== STORED DATA

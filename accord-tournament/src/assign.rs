//! Scenario assignment - binding competitors to roles

use std::hash::{Hash, Hasher};

use rand::Rng;
use rustc_hash::FxHasher;
use serde::{Deserialize, Serialize};

use accord_core::{resolve_side_utilities, CoreError, Negotiator, ParamMap, Registry, Scenario};

use crate::config::RunParams;

/// A competitor entry: strategy type name plus construction parameters
#[derive(Clone, Debug, Default, PartialEq, Serialize, Deserialize)]
pub struct Competitor {
    pub type_name: String,
    #[serde(default, skip_serializing_if = "ParamMap::is_empty")]
    pub params: ParamMap,
}

impl Competitor {
    pub fn new(type_name: impl Into<String>) -> Self {
        Self {
            type_name: type_name.into(),
            params: ParamMap::new(),
        }
    }

    pub fn with_params(type_name: impl Into<String>, params: ParamMap) -> Self {
        Self {
            type_name: type_name.into(),
            params,
        }
    }

    /// Scoring identity: the type name alone, or disambiguated by a
    /// stable hash of the parameter map when parameters were supplied.
    pub fn identity(&self) -> String {
        if self.params.is_empty() {
            return self.type_name.clone();
        }
        let mut hasher = FxHasher::default();
        // ordered keys keep the hash stable across runs
        for (key, value) in &self.params {
            key.hash(&mut hasher);
            value.to_string().hash(&mut hasher);
        }
        format!("{}-{:08x}", self.type_name, hasher.finish() as u32)
    }
}

/// A scenario bound to concrete participants, ready to run
pub struct AssignedScenario {
    pub scenario: Scenario,
    pub run_params: RunParams,
    pub center_spec: Competitor,
    pub center: Box<dyn Negotiator>,
    pub edge_specs: Vec<Competitor>,
    pub edges: Vec<Box<dyn Negotiator>>,
}

impl std::fmt::Debug for AssignedScenario {
    fn fmt(&self, f: &mut std::fmt::Formatter<'_>) -> std::fmt::Result {
        f.debug_struct("AssignedScenario")
            .field("scenario", &self.scenario.name())
            .field("run_params", &self.run_params)
            .field("center_spec", &self.center_spec)
            .field("edge_specs", &self.edge_specs)
            .finish_non_exhaustive()
    }
}

/// Instantiate exactly one center and one edge per thread for a scenario.
///
/// When `sample_edges` is set, edge types are drawn independently and
/// uniformly (with replacement) from `edge_types`; otherwise thread `i`
/// gets `edge_types[i % len]`, round-robin when there are fewer types
/// than threads.
pub fn assign_scenario<R: Rng + ?Sized>(
    scenario: &Scenario,
    registry: &Registry,
    run_params: RunParams,
    center: &Competitor,
    edge_types: &[Competitor],
    sample_edges: bool,
    rng: &mut R,
) -> anyhow::Result<AssignedScenario> {
    let n_edges = scenario.n_edges();
    // the center contract: one side utility per thread
    let sides = resolve_side_utilities(scenario.center_ufun());
    if sides.len() != n_edges {
        return Err(CoreError::TypeMismatch(format!(
            "center utility exposes {} side utilities for {} threads",
            sides.len(),
            n_edges
        ))
        .into());
    }
    if edge_types.is_empty() {
        return Err(CoreError::Scenario("no edge types to assign".to_string()).into());
    }

    let center_negotiator = registry.create(&center.type_name, &center.params)?;
    let mut edge_specs = Vec::with_capacity(n_edges);
    let mut edges = Vec::with_capacity(n_edges);
    for i in 0..n_edges {
        let spec = if sample_edges {
            &edge_types[rng.gen_range(0..edge_types.len())]
        } else {
            &edge_types[i % edge_types.len()]
        };
        edges.push(registry.create(&spec.type_name, &spec.params)?);
        edge_specs.push(spec.clone());
    }

    Ok(AssignedScenario {
        scenario: scenario.clone(),
        run_params,
        center_spec: center.clone(),
        center: center_negotiator,
        edge_specs,
        edges,
    })
}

====

Each record, exactly as written, is to be printed again.

### [SOLUTION TO THIS EXERCISE]
filename accord-tournament/src/assign.rs
//! Scenario assignment - binding competitors to roles

use std::hash::{Hash, Hasher};

use rand::Rng;
use rustc_hash::FxHasher;
use serde::{Deserialize, Serialize};

use accord_core::{resolve_side_utilities, CoreError, Negotiator, ParamMap, Registry, Scenario};

use crate::config::RunParams;

/// A competitor entry: strategy type name plus construction parameters
#[derive(Clone, Debug, Default, PartialEq, Serialize, Deserialize)]
pub struct Competitor {
    pub type_name: String,
    #[serde(default, skip_serializing_if = "ParamMap::is_empty")]
    pub params: ParamMap,
}

impl Competitor {
    pub fn new(type_name: impl Into<String>) -> Self {
        Self {
            type_name: type_name.into(),
            params: ParamMap::new(),
        }
    }

    pub fn with_params(type_name: impl Into<String>, params: ParamMap) -> Self {
        Self {
            type_name: type_name.into(),
            params,
        }
    }

    /// Scoring identity: the type name alone, or disambiguated by a
    /// stable hash of the parameter map when parameters were supplied.
    pub fn identity(&self) -> String {
        if self.params.is_empty() {
            return self.type_name.clone();
        }
        let mut hasher = FxHasher::default();
        // ordered keys keep the hash stable across runs
        for (key, value) in &self.params {
            key.hash(&mut hasher);
            value.to_string().hash(&mut hasher);
        }
        format!("{}-{:08x}", self.type_name, hasher.finish() as u32)
    }
}

/// A scenario bound to concrete participants, ready to run
pub struct AssignedScenario {
    pub scenario: Scenario,
    pub run_params: RunParams,
    pub center_spec: Competitor,
    pub center: Box<dyn Negotiator>,
    pub edge_specs: Vec<Competitor>,
    pub edges: Vec<Box<dyn Negotiator>>,
}

impl std::fmt::Debug for AssignedScenario {
    fn fmt(&self, f: &mut std::fmt::Formatter<'_>) -> std::fmt::Result {
        f.debug_struct("AssignedScenario")
            .field("scenario", &self.scenario.name())
            .field("run_params", &self.run_params)
            .field("center_spec", &self.center_spec)
            .field("edge_specs", &self.edge_specs)
            .finish_non_exhaustive()
    }
}

/// Instantiate exactly one center and one edge per thread for a scenario.
///
/// When `sample_edges` is set, edge types are drawn independently and
/// uniformly (with replacement) from `edge_types`; otherwise thread `i`
/// gets `edge_types[i % len]`, round-robin when there are fewer types
/// than threads.
pub fn assign_scenario<R: Rng + ?Sized>(
    scenario: &Scenario,
    registry: &Registry,
    run_params: RunParams,
    center: &Competitor,
    edge_types: &[Competitor],
    sample_edges: bool,
    rng: &mut R,
) -> anyhow::Result<AssignedScenario> {
    let n_edges = scenario.n_edges();
    // the center contract: one side utility per thread
    let sides = resolve_side_utilities(scenario.center_ufun());
    if sides.len() != n_edges {
        return Err(CoreError::TypeMismatch(format!(
            "center utility exposes {} side utilities for {} threads",
            sides.len(),
            n_edges
        ))
        .into());
    }
    if edge_types.is_empty() {
        return Err(CoreError::Scenario("no edge types to assign".to_string()).into());
    }

    let center_negotiator = registry.create(&center.type_name, &center.params)?;
    let mut edge_specs = Vec::with_capacity(n_edges);
    let mut edges = Vec::with_capacity(n_edges);
    for i in 0..n_edges {
        let spec = if sample_edges {
            &edge_types[rng.gen_range(0..edge_types.len())]
        } else {
            &edge_types[i % edge_types.len()]
        };
        edges.push(registry.create(&spec.type_name, &spec.params)?);
        edge_specs.push(spec.clone());
    }

    Ok(AssignedScenario {
        scenario: scenario.clone(),
        run_params,
        center_spec: center.clone(),
        center: center_negotiator,
        edge_specs,
        edges,
    })
}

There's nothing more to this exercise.